E quais foram as impressões? Esse é um filme que tem um enredo um tanto manjado (alerta de spoiler em filme de cinquenta anos!!!). Uma esposa frígida sexualmente (interpretada por Deneuve), que tem um marido dedicado e bem sucedido na carreira de médico, vive atormentada com sua condição, mesmo com toda a compreensão do mundo do cônjuge. Um belo dia, ela descobre, por intermédio de uma amiga, que os famosos prostíbulos ainda existem nas ruas de Paris. Tomada por toda uma curiosidade, ela visita um deles e começa a trabalhar como prostituta, algo que vai transformar sua vida, pois a moça fica bem mais ativa com suas experiências sexuais, e ela consegue levar uma vida mais afável com o marido. O problema é que um dos amigos do marido, tremendamente inconveniente com a moça, a descobre no prostíbulo, o que faz a esposa largar a profissão em que ela somente pode estar à tarde (daí o título do filme). Mas um de seus clientes é um perigoso bandido que descobre seu endereço e acaba atirando em seu marido, que fica paralítico.

     … tem uma vida tranquila com o marido…

Esse drama um tanto sexual com ares de tragédia cairia num lugar comum não fosse uma pequena batalha presente na estrutura narrativa da película. Os pólos atuantes desse embate são o mundo real e o onírico, onde um não respeita o limite do outro. Assim, no início da película, presenciamos uma situação onde o casal anda numa carruagem e fala da frigidez da esposa.

                        Fetiches surrealistas…
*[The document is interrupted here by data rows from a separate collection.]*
//! Request construction
//!
//! Pure functions turning configuration and flow material into URLs for the
//! external agent and [`HttpRequest`] descriptors for the transport. Nothing
//! here performs I/O.
//!
//! Fixed protocol parameters are always emitted first; caller-supplied
//! additional parameters are appended afterwards and never replace a
//! parameter the builder already set.

use std::collections::{BTreeMap, HashSet};

use base64::Engine;
use base64::engine::general_purpose::STANDARD;
use secrecy::{ExposeSecret, SecretString};
use serde_json::{Map, Value};
use url::Url;

use crate::config::{
    ClientAuthMethod, ClientConfiguration, ConnectionSettings, EndSessionOptions, HeaderPhase,
    RefreshOptions, RegistrationConfiguration, RevokeOptions,
};
use crate::error::{AppAuthError, ConfigurationError, Result};
use crate::flow::FlowState;
use crate::http::{HttpRequest, RequestBody};

/// Inputs for an authorization-code exchange
#[derive(Clone, Copy)]
pub struct CodeExchange<'a> {
    /// Authorization code from the redirect
    pub code: &'a str,
    /// Redirect URI used in the authorization request
    pub redirect_url: &'a str,
    /// PKCE verifier, when PKCE was used
    pub code_verifier: Option<&'a str>,
    /// Client secret for this exchange
    pub client_secret: Option<&'a SecretString>,
    /// Extra form fields
    pub additional_parameters: &'a BTreeMap<String, String>,
}

/// Reject plain `http://` URLs unless the settings allow them
///
/// # Errors
///
/// Returns [`AppAuthError::InsecureTransport`] for a disallowed `http` URL and
/// a configuration error when `url` does not parse.
pub fn ensure_secure(url: &str, settings: &ConnectionSettings) -> Result<Url> {
    let parsed = Url::parse(url).map_err(|e| ConfigurationError::InvalidUrl {
        field: "endpoint",
        reason: format!("{url}: {e}"),
    })?;

    if parsed.scheme() == "http" && !settings.insecure_http_allowed {
        return Err(AppAuthError::InsecureTransport {
            url: url.to_string(),
        });
    }

    Ok(parsed)
}

/// Authorization request URL (RFC 6749 Section 4.1.1, RFC 7636 Section 4.3)
///
/// # Errors
///
/// Fails when the endpoint is insecure or malformed.
pub fn authorization_url(
    endpoint: &str,
    config: &ClientConfiguration,
    flow: &FlowState,
) -> Result<Url> {
    let mut url = ensure_secure(endpoint, &config.connection)?;
    let scope = config.scopes.join(" ");

    let mut fixed: Vec<(&str, &str)> = vec![
        ("response_type", "code"),
        ("client_id", config.client_id.as_str()),
        ("redirect_uri", config.redirect_url.as_deref().unwrap_or_default()),
        ("scope", scope.as_str()),
        ("state", flow.state.as_str()),
    ];
    if let Some(pkce) = &flow.pkce {
        fixed.push(("code_challenge", pkce.code_challenge.as_str()));
        fixed.push(("code_challenge_method", pkce.code_challenge_method.as_str()));
    }
    if let Some(nonce) = &flow.nonce {
        fixed.push(("nonce", nonce.as_str()));
    }

    append_query(&mut url, &fixed, &config.additional_parameters);
    Ok(url)
}

/// RP-initiated logout URL
///
/// # Errors
///
/// Fails when the endpoint is insecure or malformed.
pub fn end_session_url(
    endpoint: &str,
    options: &EndSessionOptions,
    state: &str,
    settings: &ConnectionSettings,
) -> Result<Url> {
    let mut url = ensure_secure(endpoint, settings)?;
    let fixed = [
        ("id_token_hint", options.id_token.expose_secret().as_str()),
        ("post_logout_redirect_uri", options.post_logout_redirect_url.as_str()),
        ("state", state),
    ];
    append_query(&mut url, &fixed, &options.additional_parameters);
    Ok(url)
}

/// Discovery document request
pub fn discovery_request(url: &str, settings: &ConnectionSettings, phase: HeaderPhase) -> HttpRequest {
    let mut request = HttpRequest::get(url);
    finish(&mut request, settings, phase);
    request
}

/// Authorization-code token request (RFC 6749 Section 4.1.3)
///
/// # Errors
///
/// Fails when the endpoint is insecure or malformed.
pub fn code_exchange_request(
    endpoint: &str,
    config: &ClientConfiguration,
    exchange: CodeExchange<'_>,
) -> Result<HttpRequest> {
    ensure_secure(endpoint, &config.connection)?;

    let mut form = vec![
        field("grant_type", "authorization_code"),
        field("code", exchange.code),
        field("redirect_uri", exchange.redirect_url),
        field("client_id", &config.client_id),
    ];
    if let Some(verifier) = exchange.code_verifier {
        form.push(field("code_verifier", verifier));
    }

    let mut request = HttpRequest::post(endpoint, RequestBody::Empty);
    authenticate_client(
        &mut request,
        &mut form,
        config.client_auth_method,
        &config.client_id,
        exchange.client_secret,
    );
    extend_form(&mut form, exchange.additional_parameters);
    extend_form(&mut form, &config.additional_parameters);

    request.body = RequestBody::Form(form);
    finish(&mut request, &config.connection, HeaderPhase::Token);
    Ok(request)
}

/// Refresh-token request (RFC 6749 Section 6)
///
/// # Errors
///
/// Fails when the endpoint is insecure or malformed.
pub fn refresh_request(
    endpoint: &str,
    config: &ClientConfiguration,
    options: &RefreshOptions,
) -> Result<HttpRequest> {
    ensure_secure(endpoint, &config.connection)?;

    let mut form = vec![
        field("grant_type", "refresh_token"),
        field("refresh_token", options.refresh_token.expose_secret()),
        field("client_id", &config.client_id),
    ];
    if !config.scopes.is_empty() {
        form.push(field("scope", &config.scopes.join(" ")));
    }

    let mut request = HttpRequest::post(endpoint, RequestBody::Empty);
    authenticate_client(
        &mut request,
        &mut form,
        config.client_auth_method,
        &config.client_id,
        config.client_secret.as_ref(),
    );
    extend_form(&mut form, &options.additional_parameters);
    extend_form(&mut form, &config.additional_parameters);

    request.body = RequestBody::Form(form);
    finish(&mut request, &config.connection, HeaderPhase::Token);
    Ok(request)
}

/// Token revocation request (RFC 7009 Section 2.1)
///
/// # Errors
///
/// Fails when the endpoint is insecure or malformed.
pub fn revocation_request(
    endpoint: &str,
    config: &ClientConfiguration,
    options: &RevokeOptions,
) -> Result<HttpRequest> {
    ensure_secure(endpoint, &config.connection)?;

    let mut form = vec![field("token", options.token_to_revoke.expose_secret())];
    if let Some(hint) = &options.token_type_hint {
        form.push(field("token_type_hint", hint));
    }
    if options.send_client_id {
        form.push(field("client_id", &config.client_id));
    }

    let mut request = HttpRequest::post(endpoint, RequestBody::Form(form));
    if options.include_basic_auth
        && let Some(secret) = &config.client_secret
    {
        request.set_header("Authorization", basic_authorization(&config.client_id, secret));
    }

    finish(&mut request, &config.connection, HeaderPhase::Token);
    Ok(request)
}

/// Dynamic client registration request (RFC 7591 Section 3.1)
///
/// # Errors
///
/// Fails when the endpoint is insecure or malformed.
pub fn registration_request(
    endpoint: &str,
    config: &RegistrationConfiguration,
) -> Result<HttpRequest> {
    ensure_secure(endpoint, &config.connection)?;

    let mut metadata = Map::new();
    metadata.insert(
        "redirect_uris".to_string(),
        Value::from(config.redirect_urls.clone()),
    );
    if let Some(response_types) = &config.response_types {
        metadata.insert("response_types".to_string(), Value::from(response_types.clone()));
    }
    if let Some(grant_types) = &config.grant_types {
        metadata.insert("grant_types".to_string(), Value::from(grant_types.clone()));
    }
    if let Some(subject_type) = &config.subject_type {
        metadata.insert("subject_type".to_string(), Value::from(subject_type.clone()));
    }
    if let Some(method) = &config.token_endpoint_auth_method {
        metadata.insert(
            "token_endpoint_auth_method".to_string(),
            Value::from(method.clone()),
        );
    }
    for (key, value) in &config.additional_parameters {
        metadata
            .entry(key.clone())
            .or_insert_with(|| Value::from(value.clone()));
    }

    let mut request = HttpRequest::post(endpoint, RequestBody::Json(Value::Object(metadata)));
    finish(&mut request, &config.connection, HeaderPhase::Register);
    Ok(request)
}

/// `Authorization: Basic` value (RFC 6749 Section 2.3.1)
///
/// Both halves are form-urlencoded before joining, as the RFC requires.
pub fn basic_authorization(client_id: &str, secret: &SecretString) -> String {
    let encode = |value: &str| url::form_urlencoded::byte_serialize(value.as_bytes()).collect::<String>();
    let credentials = format!("{}:{}", encode(client_id), encode(secret.expose_secret()));
    format!("Basic {}", STANDARD.encode(credentials))
}

fn authenticate_client(
    request: &mut HttpRequest,
    form: &mut Vec<(String, String)>,
    method: ClientAuthMethod,
    client_id: &str,
    secret: Option<&SecretString>,
) {
    let Some(secret) = secret else {
        return;
    };
    match method {
        ClientAuthMethod::Basic => {
            request.set_header("Authorization", basic_authorization(client_id, secret));
        }
        ClientAuthMethod::Post => {
            form.push(field("client_secret", secret.expose_secret()));
        }
    }
}

/// Default headers, then custom headers for `phase` (custom wins), then the timeout
fn finish(request: &mut HttpRequest, settings: &ConnectionSettings, phase: HeaderPhase) {
    request.set_header("Accept", "application/json");
    if let Some(headers) = settings.headers_for(phase) {
        for (name, value) in headers {
            request.set_header(name.clone(), value.clone());
        }
    }
    request.timeout = settings.connection_timeout;
}

fn field(name: &str, value: &str) -> (String, String) {
    (name.to_string(), value.to_string())
}

fn extend_form(form: &mut Vec<(String, String)>, extra: &BTreeMap<String, String>) {
    for (key, value) in extra {
        if key != "client_secret" && !form.iter().any(|(name, _)| name == key) {
            form.push((key.clone(), value.clone()));
        }
    }
}

fn append_query(url: &mut Url, fixed: &[(&str, &str)], extra: &BTreeMap<String, String>) {
    let taken: HashSet<&str> = fixed.iter().map(|(name, _)| *name).collect();
    let mut query = url.query_pairs_mut();
    query.extend_pairs(fixed);
    for (key, value) in extra {
        if !taken.contains(key.as_str()) {
            query.append_pair(key, value);
        }
    }
}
Num rompante, o marido para a carruagem e ordena aos cocheiros que chicoteiem e estuprem a moça. Mas isso na verdade é somente um devaneio fetichista da esposa, que está segura na cama de seu quarto. Esse é apenas um dos exemplos que permeiam todo o filme, com o detalhe de que o onírico é extremamente inusitado, beirando o surreal, algo que tem tudo a ver com um diretor como Buñuel. O leitor mais atento pode então frisar que esse jogo de gato e rato entre o real e o onírico então é de fácil percepção, ou seja, é só tudo se tornar surreal que sabemos o que é real e o que é invenção da mente da esposa. Vemos até umas armadilhas relacionadas com essa ideia em alguns momentos do filme. Mas a coisa não é tão simples assim e o fio narrativo que considerávamos como parte do mundo real se revela, ao final da película, nada mais do que um outro devaneio ilógico da esposa, que aparece finalmente como uma perfeita casada no mais perfeito dos mundos.

                                Ela experimenta a vida de prostituta…

Essa brincadeira um tanto lúdica entre o real e o onírico com toques de surrealismo é a grande atração do filme depois da beleza estonteante de uma jovem Deveuve de cinquenta anos atrás.

    …com direito a algumas ligações perigosas…

Assim, “A Bela da Tarde” justifica toda a sua fama de ser um clássico da história do cinema, com a chancela de dois nomes fortes do porte de Buñuel e Deneuve. Se o estimado leitor não tiver a oportunidade de assistir a essa cópia restaurada que está em circuito, procure em DVD ou no Youtube, pois vale muito a pena, não somente para os amantes de um bom cinema como também para admirar a beleza de uma diva das telonas.